One woman with a disability wrote about her many roadblocks faced when having to negotiate with her support team the possibility of her marrying the man who would become her husband. One man discussed the anxiety and joy felt moving into an apartment on his own for the first time. The book also features several stories from staff members and parents of people with disabilities. Except for one mentioning epilepsy, not one writer mentioned their specific disability.

“And every story has a different angle,” said Schanilec. “One was written by a staff person talking about her experience in the human services field and then having a medical problem putting her in the hospital. She was on the other side of the coin.”
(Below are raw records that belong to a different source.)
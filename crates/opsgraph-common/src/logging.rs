//! Structured logging infrastructure for OpsGraph

use crate::{OpsGraphError, Result};
use serde::{Deserialize, Serialize};
use std::path::Path;
use tracing_appender::non_blocking::WorkerGuard;
use tracing_subscriber::{fmt, layer::SubscriberExt, util::SubscriberInitExt, EnvFilter};

/// Console output format
#[derive(Debug, Clone, Copy, PartialEq, Eq, Default, Serialize, Deserialize)]
#[serde(rename_all = "lowercase")]
pub enum LogFormat {
    /// Multi-line human readable output with colors
    Pretty,
    /// Single-line output
    #[default]
    Compact,
    /// Newline-delimited JSON
    Json,
}

/// Configuration for the logging system
#[derive(Debug, Clone, PartialEq, Eq, Serialize, Deserialize)]
#[serde(default)]
pub struct LoggingConfig {
    /// Log level filter (e.g., "info", "debug", "opsgraph_graphs=trace")
    pub level: String,
    /// Console format
    pub format: LogFormat,
    /// Optional file that receives a plain-text copy of the log
    pub file_path: Option<String>,
    /// Whether to include target module information
    pub include_targets: bool,
}

impl Default for LoggingConfig {
    fn default() -> Self {
        Self {
            level: "info".to_string(),
            format: LogFormat::Compact,
            file_path: None,
            include_targets: false,
        }
    }
}

/// Initialize the tracing subscriber with the given configuration.
///
/// The returned guard must be held for the life of the process when a log
/// file is configured, otherwise buffered lines are lost.
pub fn init_logging(config: &LoggingConfig) -> Result<Option<WorkerGuard>> {
    let env_filter = EnvFilter::try_new(&config.level)
        .or_else(|_| EnvFilter::try_new("info"))
        .map_err(|e| OpsGraphError::config_with_source("invalid log filter", e))?;

    let (file_layer, guard) = match config.file_path.as_deref() {
        Some(file_path) => {
            let path = Path::new(file_path);
            let directory = path
                .parent()
                .filter(|p| !p.as_os_str().is_empty())
                .unwrap_or_else(|| Path::new("."));
            let file_name = path
                .file_name()
                .ok_or_else(|| OpsGraphError::config(format!("invalid log file path '{file_path}'")))?;
            std::fs::create_dir_all(directory)?;

            let appender = tracing_appender::rolling::never(directory, file_name);
            let (writer, guard) = tracing_appender::non_blocking(appender);
            let layer = fmt::layer()
                .with_ansi(false)
                .with_target(config.include_targets)
                .with_writer(writer);
            (Some(layer), Some(guard))
        }
        None => (None, None),
    };

    let registry = tracing_subscriber::registry().with(env_filter).with(file_layer);

    let result = match config.format {
        LogFormat::Pretty => registry
            .with(fmt::layer().pretty().with_target(config.include_targets))
            .try_init(),
        LogFormat::Compact => registry
            .with(fmt::layer().compact().with_target(config.include_targets))
            .try_init(),
        LogFormat::Json => registry
            .with(fmt::layer().json().with_target(config.include_targets))
            .try_init(),
    };
    result.map_err(|e| OpsGraphError::config_with_source("failed to install log subscriber", e))?;

    Ok(guard)
}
A public reading occurred last October at the Decorah Public Library to a packed house. “There was a lot of dignity in that room,” said Schanilec. “About eight authors read out loud. Reading their stories in print makes you think about their experience objectively, but hearing it read aloud in a public setting took it to another level.”

Their work has received “overwhelmingly positive” community feedback, she said. Many people read the book repeatedly before passing it on to friends.

Besides working with The Spectrum Network, Schanilec has other connections to disability. Her mother had mobility issues while having a brain tumor and a friend has bipolar disorder.